In Steve Yegge’s accidentally published post, he wrote:
The Google+ platform is a pathetic afterthought. We had no API at all at launch, and last I checked, we had one measly API call. One of the team members marched in and told me about it when they launched, and I asked: “So is it the Stalker API?” She got all glum and said “Yeah.” I mean, I was joking, but no… the only API call we offer is to get someone’s stream. So I guess the joke was on me.
Facebook offers different apps and games that get the user to engage with the platform, which has made it a much more successful platform than Google+.
The fact that they have something for everyone and Google+ doesn’t help with the fact that Google+ never really took off. Google+ didn’t fail because they didn’t have APIs, it failed because it lacked long-term thinking.
Not having APIs was just the symptom of a bigger problem. If they did have APIs when they launched the platform, external developers could have built apps and games for it.
Something that was seriously lacking when compared to Facebook.
A company cannot grow if it’s making one product to fit one type of client. If you’re making a race car that only works on one road, then you’re doing it wrong. If you make your product universal and make a car that has a chassis that could be used for an SUV, Minivan etc., then you can scale.
When you think about how a company views its platform, it’s sometimes biased toward old ideas and things that have worked and proved themselves.
One example for that is that in 2007, Steve Ballmer, the CEO of Microsoft, predicted that Apple’s new phone would fail.

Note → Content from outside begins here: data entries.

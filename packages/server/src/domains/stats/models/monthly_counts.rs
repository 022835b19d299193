//! Aggregate queries behind the statistics endpoints. Read-only: nothing in
//! this module mutates the ledger or the registries.

use chrono::{DateTime, NaiveDate, Utc};
use sqlx::PgPool;

use crate::common::RegionId;
use crate::domains::responses::models::ResponseStatus;

/// One month bucket of an aggregate, keyed by its `YYYY-MM` label.
#[derive(Debug, Clone, sqlx::FromRow)]
pub struct MonthlyCount {
    pub month: String,
    pub count: i64,
}

/// Published needs created per month inside `[range_start, range_end)`,
/// after the optional region/service-type filters.
pub async fn needs_published_by_month(
    range_start: DateTime<Utc>,
    range_end: DateTime<Utc>,
    region_id: Option<RegionId>,
    service_type: Option<&str>,
    pool: &PgPool,
) -> Result<Vec<MonthlyCount>, sqlx::Error> {
    sqlx::query_as::<_, MonthlyCount>(
        r#"
        SELECT to_char(date_trunc('month', created_at AT TIME ZONE 'UTC'), 'YYYY-MM') AS month,
               COUNT(*) AS count
        FROM needs
        WHERE status = 0
          AND created_at >= $1 AND created_at < $2
          AND ($3::uuid IS NULL OR region_id = $3)
          AND ($4::text IS NULL OR service_type = $4)
        GROUP BY 1
        ORDER BY 1
        "#,
    )
    .bind(range_start)
    .bind(range_end)
    .bind(region_id)
    .bind(service_type)
    .fetch_all(pool)
    .await
}

/// Accepted matches per month inside `[range_start, range_end)`. Filters
/// apply to the ledger's snapshot columns, not the live need.
pub async fn matches_accepted_by_month(
    range_start: NaiveDate,
    range_end: NaiveDate,
    region_id: Option<RegionId>,
    service_type: Option<&str>,
    pool: &PgPool,
) -> Result<Vec<MonthlyCount>, sqlx::Error> {
    sqlx::query_as::<_, MonthlyCount>(
        r#"
        SELECT to_char(date_trunc('month', accepted_date), 'YYYY-MM') AS month,
               COUNT(*) AS count
        FROM accepted_matches
        WHERE accepted_date >= $1 AND accepted_date < $2
          AND ($3::uuid IS NULL OR region_id = $3)
          AND ($4::text IS NULL OR service_type = $4)
        GROUP BY 1
        ORDER BY 1
        "#,
    )
    .bind(range_start)
    .bind(range_end)
    .bind(region_id)
    .bind(service_type)
    .fetch_all(pool)
    .await
}

/// Responses currently in a given status, for the platform overview.
pub async fn count_responses_with_status(
    status: ResponseStatus,
    pool: &PgPool,
) -> Result<i64, sqlx::Error> {
    sqlx::query_scalar::<_, i64>("SELECT COUNT(*) FROM responses WHERE status = $1")
        .bind(i16::from(status))
        .fetch_one(pool)
        .await
}
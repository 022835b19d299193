pub mod acting_user;
pub mod entity_ids;
pub mod error;
pub mod id;
pub mod pagination;

pub use acting_user::{ActingUser, Role};
pub use entity_ids::{MatchId, NeedId, RegionId, ResponseId, UserId};
pub use error::AppError;
pub use id::Id;
pub use pagination::{Page, PageParams};
//! Application setup and router assembly.

use axum::{
    extract::Extension,
    http::{
        header::{AUTHORIZATION, CONTENT_TYPE},
        Method,
    },
    middleware,
    routing::{delete, get, patch, post},
    Router,
};
use sqlx::PgPool;
use tower_http::cors::CorsLayer;
use tower_http::trace::TraceLayer;

use crate::config::Config;
use crate::server::middleware::identity_middleware;
use crate::server::routes::{health, matching, needs, responses, stats};

/// Shared application state, cloned into every handler.
#[derive(Clone)]
pub struct AppState {
    pub db_pool: PgPool,
    pub config: Config,
}

/// Build the Axum application router.
///
/// Identity is resolved once per request by `identity_middleware`; handlers
/// that require a caller pull `ActingUser` out of the request extensions.
pub fn build_app(pool: PgPool, config: Config) -> Router {
    let app_state = AppState {
        db_pool: pool,
        config,
    };

    let cors = CorsLayer::new()
        .allow_origin(tower_http::cors::Any)
        .allow_methods([Method::GET, Method::POST, Method::PATCH, Method::DELETE])
        .allow_headers([AUTHORIZATION, CONTENT_TYPE]);

    Router::new()
        .route("/needs", post(needs::create_need_handler))
        .route("/needs", get(needs::list_needs_handler))
        .route("/needs/:need_id", get(needs::get_need_handler))
        .route("/needs/:need_id", patch(needs::update_need_handler))
        .route("/needs/:need_id", delete(needs::cancel_need_handler))
        .route(
            "/needs/:need_id/responses",
            get(responses::list_need_responses_handler),
        )
        .route(
            "/admin/needs/:need_id",
            delete(needs::force_cancel_need_handler),
        )
        .route("/my/needs", get(needs::list_my_needs_handler))
        .route("/my/responses", get(responses::list_my_responses_handler))
        .route("/responses", post(responses::create_response_handler))
        .route(
            "/responses/:response_id",
            get(responses::get_response_handler),
        )
        .route(
            "/responses/:response_id",
            patch(responses::update_response_handler),
        )
        .route(
            "/responses/:response_id",
            delete(responses::withdraw_response_handler),
        )
        .route(
            "/responses/:response_id/accept",
            post(matching::accept_response_handler),
        )
        .route(
            "/responses/:response_id/reject",
            post(matching::reject_response_handler),
        )
        .route("/stats/monthly", get(stats::monthly_statistics_handler))
        .route("/stats/overview", get(stats::overview_handler))
        // Health check needs no caller; identity extraction is lenient, so
        // header-less probe requests still pass through the layer.
        .route("/health", get(health::health_handler))
        // Middleware layers (applied in reverse order - last added runs first)
        .layer(middleware::from_fn(identity_middleware))
        .layer(Extension(app_state))
        .layer(cors)
        .layer(TraceLayer::new_for_http())
}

“There’s no chance that the iPhone is going to get any significant market share. No chance.”
But if you open up to the idea that there could be a different way to approach a problem, and you let external users think outside the box and show you their ideas and how a problem could be solved in a different way, then you know you can scale.

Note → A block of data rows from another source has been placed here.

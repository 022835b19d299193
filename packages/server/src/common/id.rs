//! Typed UUID wrappers for compile-time type safety.
//!
//! `Id<T>` wraps a `uuid::Uuid` so that IDs of different entities are
//! incompatible types: passing a `NeedId` where a `ResponseId` is expected
//! is a compile error. New IDs are UUID v7 (time-ordered), which gives
//! primary keys natural chronological ordering.

use serde::{Deserialize, Deserializer, Serialize, Serializer};
use std::cmp::Ordering;
use std::fmt::{self, Debug, Display};
use std::hash::{Hash, Hasher};
use std::marker::PhantomData;
use std::str::FromStr;
use uuid::Uuid;

/// A typed wrapper around `Uuid`.
///
/// The type parameter `T` is the entity marker this ID belongs to.
#[repr(transparent)]
pub struct Id<T>(Uuid, PhantomData<fn() -> T>);

impl<T> Id<T> {
    /// Creates a new time-ordered (v7) UUID.
    #[inline]
    pub fn new() -> Self {
        Self(Uuid::now_v7(), PhantomData)
    }

    /// Creates an `Id` from a raw `Uuid` (loading from the database,
    /// deserializing, etc.).
    #[inline]
    pub fn from_uuid(uuid: Uuid) -> Self {
        Self(uuid, PhantomData)
    }

    /// Returns the inner `Uuid`.
    #[inline]
    pub fn into_uuid(self) -> Uuid {
        self.0
    }

    /// Returns a reference to the inner `Uuid`.
    #[inline]
    pub fn as_uuid(&self) -> &Uuid {
        &self.0
    }

    /// Parses an `Id` from a string. This is the primary way to convert
    /// path/query string inputs to typed IDs.
    #[inline]
    pub fn parse(s: &str) -> Result<Self, uuid::Error> {
        Ok(Self(Uuid::parse_str(s)?, PhantomData))
    }
}

impl<T> Default for Id<T> {
    fn default() -> Self {
        Self::new()
    }
}

impl<T> Clone for Id<T> {
    #[inline]
    fn clone(&self) -> Self {
        *self
    }
}

impl<T> Copy for Id<T> {}

impl<T> Debug for Id<T> {
    fn fmt(&self, f: &mut fmt::Formatter<'_>) -> fmt::Result {
        f.debug_tuple(&format!("Id<{}>", std::any::type_name::<T>()))
            .field(&self.0)
            .finish()
    }
}

impl<T> Display for Id<T> {
    fn fmt(&self, f: &mut fmt::Formatter<'_>) -> fmt::Result {
        Display::fmt(&self.0, f)
    }
}

impl<T> PartialEq for Id<T> {
    #[inline]
    fn eq(&self, other: &Self) -> bool {
        self.0 == other.0
    }
}

impl<T> Eq for Id<T> {}

impl<T> PartialOrd for Id<T> {
    #[inline]
    fn partial_cmp(&self, other: &Self) -> Option<Ordering> {
        Some(self.cmp(other))
    }
}

impl<T> Ord for Id<T> {
    #[inline]
    fn cmp(&self, other: &Self) -> Ordering {
        self.0.cmp(&other.0)
    }
}

impl<T> Hash for Id<T> {
    #[inline]
    fn hash<H: Hasher>(&self, state: &mut H) {
        self.0.hash(state);
    }
}

impl<T> From<Uuid> for Id<T> {
    #[inline]
    fn from(uuid: Uuid) -> Self {
        Self::from_uuid(uuid)
    }
}

impl<T> From<Id<T>> for Uuid {
    #[inline]
    fn from(id: Id<T>) -> Self {
        id.0
    }
}

impl<T> FromStr for Id<T> {
    type Err = uuid::Error;

    #[inline]
    fn from_str(s: &str) -> Result<Self, Self::Err> {
        Self::parse(s)
    }
}

impl<T> Serialize for Id<T> {
    fn serialize<S: Serializer>(&self, serializer: S) -> Result<S::Ok, S::Error> {
        self.0.serialize(serializer)
    }
}

impl<'de, T> Deserialize<'de> for Id<T> {
    fn deserialize<D: Deserializer<'de>>(deserializer: D) -> Result<Self, D::Error> {
        Uuid::deserialize(deserializer).map(Self::from_uuid)
    }
}

// ============================================================================
// sqlx support
// ============================================================================

use sqlx::encode::IsNull;
use sqlx::error::BoxDynError;
use sqlx::postgres::{PgArgumentBuffer, PgHasArrayType, PgTypeInfo, PgValueRef, Postgres};
use sqlx::{Decode, Encode, Type};

impl<T> Type<Postgres> for Id<T> {
    fn type_info() -> PgTypeInfo {
        <Uuid as Type<Postgres>>::type_info()
    }

    fn compatible(ty: &PgTypeInfo) -> bool {
        <Uuid as Type<Postgres>>::compatible(ty)
    }
}

impl<T> PgHasArrayType for Id<T> {
    fn array_type_info() -> PgTypeInfo {
        <Uuid as PgHasArrayType>::array_type_info()
    }
}

impl<T> Encode<'_, Postgres> for Id<T> {
    fn encode_by_ref(&self, buf: &mut PgArgumentBuffer) -> Result<IsNull, BoxDynError> {
        <Uuid as Encode<Postgres>>::encode_by_ref(&self.0, buf)
    }
}

impl<T> Decode<'_, Postgres> for Id<T> {
    fn decode(value: PgValueRef<'_>) -> Result<Self, BoxDynError> {
        <Uuid as Decode<Postgres>>::decode(value).map(Self::from_uuid)
    }
}

#[cfg(test)]
mod tests {
    use super::*;

    struct Widget;

    type WidgetId = Id<Widget>;

    #[test]
    fn new_creates_unique_ids() {
        assert_ne!(WidgetId::new(), WidgetId::new());
    }

    #[test]
    fn parse_and_display_roundtrip() {
        let id = WidgetId::new();
        let parsed = WidgetId::parse(&id.to_string()).unwrap();
        assert_eq!(id, parsed);
    }

    #[test]
    fn serde_roundtrip() {
        let id = WidgetId::new();
        let json = serde_json::to_string(&id).unwrap();
        let parsed: WidgetId = serde_json::from_str(&json).unwrap();
        assert_eq!(id, parsed);
    }

    #[test]
    fn v7_ids_are_time_ordered() {
        let id1 = WidgetId::new();
        std::thread::sleep(std::time::Duration::from_millis(1));
        let id2 = WidgetId::new();
        assert!(id1 < id2);
    }
}
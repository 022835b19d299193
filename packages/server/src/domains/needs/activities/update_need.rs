//! Owner-gated need edits.

use serde::Deserialize;
use sqlx::PgPool;
use tracing::info;

use crate::common::{ActingUser, AppError, NeedId, RegionId};
use crate::domains::needs::models::{Need, NeedStatus, ServiceType};

#[derive(Debug, Clone, Default, Deserialize)]
pub struct UpdateNeed {
    pub region_id: Option<RegionId>,
    pub service_type: Option<ServiceType>,
    pub title: Option<String>,
    pub description: Option<String>,
    pub images: Option<Vec<String>>,
    pub videos: Option<Vec<String>>,
}

/// Edit a need. Only the owner may edit, and only while the need is still
/// Published with no responses. The mutability guard runs as a conditional
/// UPDATE; when it matches nothing the failure is classified afterwards.
pub async fn update_need(
    acting_user: ActingUser,
    need_id: NeedId,
    input: UpdateNeed,
    pool: &PgPool,
) -> Result<Need, AppError> {
    let need = Need::find_by_id(need_id, pool)
        .await?
        .ok_or_else(|| AppError::NotFound(format!("need {need_id} not found")))?;

    if need.owner_id != acting_user.id {
        return Err(AppError::Permission(
            "only the owner may edit this need".into(),
        ));
    }

    if let Some(title) = &input.title {
        if title.trim().is_empty() {
            return Err(AppError::Validation("title must not be empty".into()));
        }
    }

    let updated = Need::update_content_if_unresponded(
        need_id,
        input.region_id,
        input.service_type,
        input.title.as_deref().map(str::trim),
        input.description.as_deref().map(str::trim),
        input.images,
        input.videos,
        pool,
    )
    .await?;

    match updated {
        Some(need) => {
            info!(need_id = %need.id, "need updated");
            Ok(need)
        }
        None if need.status != NeedStatus::Published => {
            Err(AppError::Conflict("need is cancelled".into()))
        }
        None => Err(AppError::Conflict(
            "need already has responses and can no longer be edited".into(),
        )),
    }
}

Having a public API allows a company to expand; it allows it to say, “Here is everything you need. Go forth and multiply.”
Facebook grew so much because it allowed external developers to use its APIs and build apps for it. It allowed for platform expansion without keeping all the internal tools to themselves.
In 2010, Facebook launched its Facebook Graph API to supply apps with Facebook data, as long as users have allowed to the application to do so and agreed to log in using their Facebook account. That created a world where Facebook is going to the web instead of the web coming to Facebook.
Companies like Zynga and King helped Facebook grow by getting users to engage with the platform and Zynga and King grew by using Facebook. This symbiotic relationship wouldn’t have been possible without APIs.
Outbrain already has a number of partners that decided to build dashboard and campaign management tools using the Outbrain Amplify API and allowing users to control what data is valuable for them and how different actions should be performed.
When you relinquish control like that and say that it’s OK for users to build their own dashboard, you empower your users, you give them more control and you accept that they can take you to the next level and show you things you never thought of.
The idea of being a platform instead of just being a product is something that most companies are moving towards and is where the future lies.